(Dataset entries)
++++
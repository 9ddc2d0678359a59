//! TUI module - Terminal dashboard for a computed plan

use anyhow::Result;
use crossterm::{
    event::{self, Event, KeyCode, KeyEventKind},
    terminal::{disable_raw_mode, enable_raw_mode, EnterAlternateScreen, LeaveAlternateScreen},
    ExecutableCommand,
};
use ratatui::{
    prelude::*,
    widgets::{Block, Borders, Cell, Paragraph, Row, Table, Wrap},
};
use std::io::{stdout, Stdout};

use crate::engine::schedule::weekday_key;
use crate::engine::{DietRecommendation, Recommender, WorkoutRecommendation};
use crate::templates::NOTE_SEPARATOR;

type Tui = Terminal<CrosstermBackend<Stdout>>;

#[derive(Debug, Clone, Copy, PartialEq, Eq)]
pub enum View {
    Diet,
    Workout,
}

impl View {
    fn toggle(self) -> Self {
        match self {
            View::Diet => View::Workout,
            View::Workout => View::Diet,
        }
    }

    fn title(self) -> &'static str {
        match self {
            View::Diet => "Diet",
            View::Workout => "Workout",
        }
    }
}

/// App state for TUI
pub struct App {
    diet: DietRecommendation,
    workout: WorkoutRecommendation,
    view: View,
    should_quit: bool,
}

impl App {
    pub fn new(recommender: &Recommender) -> Self {
        Self {
            diet: recommender.diet(),
            workout: recommender.workout(),
            view: View::Diet,
            should_quit: false,
        }
    }

    /// Run the TUI application
    pub fn run(&mut self) -> Result<()> {
        let mut terminal = init_terminal()?;

        while !self.should_quit {
            terminal.draw(|frame| self.render(frame))?;
            self.handle_events()?;
        }

        restore_terminal()?;
        Ok(())
    }

    fn render(&self, frame: &mut Frame) {
        let area = frame.area();

        let chunks = Layout::default()
            .direction(Direction::Vertical)
            .constraints([
                Constraint::Length(3),
                Constraint::Min(10),
                Constraint::Length(8),
                Constraint::Length(3),
            ])
            .split(area);

        // Header
        let header = Paragraph::new(format!("vitaplan - {} plan", self.view.title()))
            .style(Style::default().fg(Color::Cyan).bold())
            .block(Block::default().borders(Borders::ALL));
        frame.render_widget(header, chunks[0]);

        let notes = match self.view {
            View::Diet => {
                frame.render_widget(self.diet_table(), chunks[1]);
                &self.diet.notes
            }
            View::Workout => {
                frame.render_widget(self.schedule_table(), chunks[1]);
                &self.workout.notes
            }
        };

        let notes: Vec<Line> = notes
            .split(NOTE_SEPARATOR)
            .map(|n| Line::from(format!("- {}", n)))
            .collect();
        let notes = Paragraph::new(notes)
            .wrap(Wrap { trim: true })
            .block(Block::default().borders(Borders::ALL).title("Notes"));
        frame.render_widget(notes, chunks[2]);

        // Footer
        let footer = Paragraph::new("q: quit | tab: switch diet/workout")
            .style(Style::default().fg(Color::DarkGray))
            .block(Block::default().borders(Borders::ALL));
        frame.render_widget(footer, chunks[3]);
    }

    fn diet_table(&self) -> Table<'_> {
        let meal_plan = &self.diet.meal_plan;
        let slots = [
            ("Breakfast", &meal_plan.breakfast),
            ("Lunch", &meal_plan.lunch),
            ("Dinner", &meal_plan.dinner),
            ("Snacks", &meal_plan.snacks),
        ];

        let rows: Vec<Row> = slots.iter().map(|(name, slot)| {
            Row::new(vec![
                Cell::from(*name),
                Cell::from(slot.suggestions.join(" / ")),
                Cell::from(slot.description.clone()),
            ])
        }).collect();

        let title = format!(
            "{} kcal | protein {} g | carbs {} g | fat {} g",
            self.diet.daily_calories, self.diet.protein, self.diet.carbs, self.diet.fat
        );

        Table::new(
            rows,
            [
                Constraint::Length(10),
                Constraint::Percentage(55),
                Constraint::Min(20),
            ],
        )
        .header(Row::new(vec!["Meal", "Suggestions", "Guidance"])
            .style(Style::default().bold()))
        .block(Block::default().borders(Borders::ALL).title(title))
    }

    fn schedule_table(&self) -> Table<'_> {
        let rows: Vec<Row> = self.workout.weekly_schedule.iter().map(|(weekday, day)| {
            Row::new(vec![
                Cell::from(weekday_key(weekday)),
                Cell::from(day.day_type.name()),
                Cell::from(day.duration.clone()),
                Cell::from(day.description.clone()),
            ])
        }).collect();

        let plan = &self.workout.workout_plan;
        let title = format!(
            "{} | {} | burn {} kcal",
            plan.focus, plan.sessions_per_week, self.workout.target_calories
        );

        Table::new(
            rows,
            [
                Constraint::Length(10),
                Constraint::Length(22),
                Constraint::Length(15),
                Constraint::Min(20),
            ],
        )
        .header(Row::new(vec!["Day", "Type", "Duration", "Description"])
            .style(Style::default().bold()))
        .block(Block::default().borders(Borders::ALL).title(title))
    }

    fn handle_events(&mut self) -> Result<()> {
        if event::poll(std::time::Duration::from_millis(100))?
            && let Event::Key(key) = event::read()?
                && key.kind == KeyEventKind::Press {
                    match key.code {
                        KeyCode::Char('q') | KeyCode::Esc => self.should_quit = true,
                        KeyCode::Tab => self.view = self.view.toggle(),
                        _ => {}
                    }
                }
        Ok(())
    }
}

fn init_terminal() -> Result<Tui> {
    enable_raw_mode()?;
    stdout().execute(EnterAlternateScreen)?;
    let terminal = Terminal::new(CrosstermBackend::new(stdout()))?;
    Ok(terminal)
}

fn restore_terminal() -> Result<()> {
    disable_raw_mode()?;
    stdout().execute(LeaveAlternateScreen)?;
    Ok(())
}

#[cfg(test)]
mod tests {
    use super::*;
    use crate::records::UserProfile;
    use chrono::{TimeZone, Utc};
    use ratatui::backend::TestBackend;

    fn app() -> App {
        let now = Utc.with_ymd_and_hms(2026, 10, 16, 12, 0, 0).unwrap();
        App::new(&Recommender::new(&UserProfile::default(), &[], &[], now))
    }

    fn rendered(app: &App) -> String {
        let mut terminal = Terminal::new(TestBackend::new(140, 30)).unwrap();
        terminal.draw(|frame| app.render(frame)).unwrap();
        terminal
            .backend()
            .buffer()
            .content()
            .iter()
            .map(|cell| cell.symbol())
            .collect()
    }

    #[test]
    fn test_view_toggle() {
        assert_eq!(View::Diet.toggle(), View::Workout);
        assert_eq!(View::Workout.toggle(), View::Diet);
    }

    #[test]
    fn test_render_diet_view() {
        let app = app();
        let screen = rendered(&app);
        assert!(screen.contains("Diet plan"));
        assert!(screen.contains("Breakfast"));
    }

    #[test]
    fn test_render_workout_view() {
        let mut app = app();
        app.view = app.view.toggle();
        let screen = rendered(&app);
        assert!(screen.contains("Workout plan"));
        assert!(screen.contains("monday"));
    }
}
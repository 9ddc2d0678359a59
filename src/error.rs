//! Engine errors
//!
//! The planners themselves never fail; these cover a caller handing over
//! something the engine cannot work with at all.

use thiserror::Error;

#[derive(Debug, Error)]
pub enum EngineError {
    #[error("recommendation request has no user profile")]
    MissingProfile,
    #[error("malformed recommendation request: {0}")]
    InvalidRequest(#[from] serde_json::Error),
    #[error("invalid clock reading {0:?}, expected RFC 3339")]
    InvalidClock(String),
}

#[cfg(test)]
mod tests {
    use super::*;

    #[test]
    fn test_error_messages() {
        assert_eq!(
            EngineError::MissingProfile.to_string(),
            "recommendation request has no user profile"
        );
        assert_eq!(
            EngineError::InvalidClock("soon".to_string()).to_string(),
            "invalid clock reading \"soon\", expected RFC 3339"
        );
    }

    #[test]
    fn test_json_error_converts() {
        let err: EngineError = serde_json::from_str::<serde_json::Value>("{")
            .unwrap_err()
            .into();
        assert!(err.to_string().starts_with("malformed recommendation request:"));
    }
}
++++
TASK DIRECTIONS —
Every entry above needs to be quoted exactly.

RESULT BELOW —
repository 9ddc2d0678359a59
//! TUI module - Terminal dashboard for a computed plan

use anyhow::Result;
use crossterm::{
    event::{self, Event, KeyCode, KeyEventKind},
    terminal::{disable_raw_mode, enable_raw_mode, EnterAlternateScreen, LeaveAlternateScreen},
    ExecutableCommand,
};
use ratatui::{
    prelude::*,
    widgets::{Block, Borders, Cell, Paragraph, Row, Table, Wrap},
};
use std::io::{stdout, Stdout};

use crate::engine::schedule::weekday_key;
use crate::engine::{DietRecommendation, Recommender, WorkoutRecommendation};
use crate::templates::NOTE_SEPARATOR;

type Tui = Terminal<CrosstermBackend<Stdout>>;

#[derive(Debug, Clone, Copy, PartialEq, Eq)]
pub enum View {
    Diet,
    Workout,
}

impl View {
    fn toggle(self) -> Self {
        match self {
            View::Diet => View::Workout,
            View::Workout => View::Diet,
        }
    }

    fn title(self) -> &'static str {
        match self {
            View::Diet => "Diet",
            View::Workout => "Workout",
        }
    }
}

/// App state for TUI
pub struct App {
    diet: DietRecommendation,
    workout: WorkoutRecommendation,
    view: View,
    should_quit: bool,
}

impl App {
    pub fn new(recommender: &Recommender) -> Self {
        Self {
            diet: recommender.diet(),
            workout: recommender.workout(),
            view: View::Diet,
            should_quit: false,
        }
    }

    /// Run the TUI application
    pub fn run(&mut self) -> Result<()> {
        let mut terminal = init_terminal()?;

        while !self.should_quit {
            terminal.draw(|frame| self.render(frame))?;
            self.handle_events()?;
        }

        restore_terminal()?;
        Ok(())
    }

    fn render(&self, frame: &mut Frame) {
        let area = frame.area();

        let chunks = Layout::default()
            .direction(Direction::Vertical)
            .constraints([
                Constraint::Length(3),
                Constraint::Min(10),
                Constraint::Length(8),
                Constraint::Length(3),
            ])
            .split(area);

        // Header
        let header = Paragraph::new(format!("vitaplan - {} plan", self.view.title()))
            .style(Style::default().fg(Color::Cyan).bold())
            .block(Block::default().borders(Borders::ALL));
        frame.render_widget(header, chunks[0]);

        let notes = match self.view {
            View::Diet => {
                frame.render_widget(self.diet_table(), chunks[1]);
                &self.diet.notes
            }
            View::Workout => {
                frame.render_widget(self.schedule_table(), chunks[1]);
                &self.workout.notes
            }
        };

        let notes: Vec<Line> = notes
            .split(NOTE_SEPARATOR)
            .map(|n| Line::from(format!("- {}", n)))
            .collect();
        let notes = Paragraph::new(notes)
            .wrap(Wrap { trim: true })
            .block(Block::default().borders(Borders::ALL).title("Notes"));
        frame.render_widget(notes, chunks[2]);

        // Footer
        let footer = Paragraph::new("q: quit | tab: switch diet/workout")
            .style(Style::default().fg(Color::DarkGray))
            .block(Block::default().borders(Borders::ALL));
        frame.render_widget(footer, chunks[3]);
    }

    fn diet_table(&self) -> Table<'_> {
        let meal_plan = &self.diet.meal_plan;
        let slots = [
            ("Breakfast", &meal_plan.breakfast),
            ("Lunch", &meal_plan.lunch),
            ("Dinner", &meal_plan.dinner),
            ("Snacks", &meal_plan.snacks),
        ];

        let rows: Vec<Row> = slots.iter().map(|(name, slot)| {
            Row::new(vec![
                Cell::from(*name),
                Cell::from(slot.suggestions.join(" / ")),
                Cell::from(slot.description.clone()),
            ])
        }).collect();

        let title = format!(
            "{} kcal | protein {} g | carbs {} g | fat {} g",
            self.diet.daily_calories, self.diet.protein, self.diet.carbs, self.diet.fat
        );

        Table::new(
            rows,
            [
                Constraint::Length(10),
                Constraint::Percentage(55),
                Constraint::Min(20),
            ],
        )
        .header(Row::new(vec!["Meal", "Suggestions", "Guidance"])
            .style(Style::default().bold()))
        .block(Block::default().borders(Borders::ALL).title(title))
    }

    fn schedule_table(&self) -> Table<'_> {
        let rows: Vec<Row> = self.workout.weekly_schedule.iter().map(|(weekday, day)| {
            Row::new(vec![
                Cell::from(weekday_key(weekday)),
                Cell::from(day.day_type.name()),
                Cell::from(day.duration.clone()),
                Cell::from(day.description.clone()),
            ])
        }).collect();

        let plan = &self.workout.workout_plan;
        let title = format!(
            "{} | {} | burn {} kcal",
            plan.focus, plan.sessions_per_week, self.workout.target_calories
        );

        Table::new(
            rows,
            [
                Constraint::Length(10),
                Constraint::Length(22),
                Constraint::Length(15),
                Constraint::Min(20),
            ],
        )
        .header(Row::new(vec!["Day", "Type", "Duration", "Description"])
            .style(Style::default().bold()))
        .block(Block::default().borders(Borders::ALL).title(title))
    }

    fn handle_events(&mut self) -> Result<()> {
        if event::poll(std::time::Duration::from_millis(100))?
            && let Event::Key(key) = event::read()?
                && key.kind == KeyEventKind::Press {
                    match key.code {
                        KeyCode::Char('q') | KeyCode::Esc => self.should_quit = true,
                        KeyCode::Tab => self.view = self.view.toggle(),
                        _ => {}
                    }
                }
        Ok(())
    }
}

fn init_terminal() -> Result<Tui> {
    enable_raw_mode()?;
    stdout().execute(EnterAlternateScreen)?;
    let terminal = Terminal::new(CrosstermBackend::new(stdout()))?;
    Ok(terminal)
}

fn restore_terminal() -> Result<()> {
    disable_raw_mode()?;
    stdout().execute(LeaveAlternateScreen)?;
    Ok(())
}

#[cfg(test)]
mod tests {
    use super::*;
    use crate::records::UserProfile;
    use chrono::{TimeZone, Utc};
    use ratatui::backend::TestBackend;

    fn app() -> App {
        let now = Utc.with_ymd_and_hms(2026, 10, 16, 12, 0, 0).unwrap();
        App::new(&Recommender::new(&UserProfile::default(), &[], &[], now))
    }

    fn rendered(app: &App) -> String {
        let mut terminal = Terminal::new(TestBackend::new(140, 30)).unwrap();
        terminal.draw(|frame| app.render(frame)).unwrap();
        terminal
            .backend()
            .buffer()
            .content()
            .iter()
            .map(|cell| cell.symbol())
            .collect()
    }

    #[test]
    fn test_view_toggle() {
        assert_eq!(View::Diet.toggle(), View::Workout);
        assert_eq!(View::Workout.toggle(), View::Diet);
    }

    #[test]
    fn test_render_diet_view() {
        let app = app();
        let screen = rendered(&app);
        assert!(screen.contains("Diet plan"));
        assert!(screen.contains("Breakfast"));
    }

    #[test]
    fn test_render_workout_view() {
        let mut app = app();
        app.view = app.view.toggle();
        let screen = rendered(&app);
        assert!(screen.contains("Workout plan"));
        assert!(screen.contains("monday"));
    }
}
repository 9ddc2d0678359a59
filename src/error.rs
//! Engine errors
//!
//! The planners themselves never fail; these cover a caller handing over
//! something the engine cannot work with at all.

use thiserror::Error;

#[derive(Debug, Error)]
pub enum EngineError {
    #[error("recommendation request has no user profile")]
    MissingProfile,
    #[error("malformed recommendation request: {0}")]
    InvalidRequest(#[from] serde_json::Error),
    #[error("invalid clock reading {0:?}, expected RFC 3339")]
    InvalidClock(String),
}

#[cfg(test)]
mod tests {
    use super::*;

    #[test]
    fn test_error_messages() {
        assert_eq!(
            EngineError::MissingProfile.to_string(),
            "recommendation request has no user profile"
        );
        assert_eq!(
            EngineError::InvalidClock("soon".to_string()).to_string(),
            "invalid clock reading \"soon\", expected RFC 3339"
        );
    }

    #[test]
    fn test_json_error_converts() {
        let err: EngineError = serde_json::from_str::<serde_json::Value>("{")
            .unwrap_err()
            .into();
        assert!(err.to_string().starts_with("malformed recommendation request:"));
    }
}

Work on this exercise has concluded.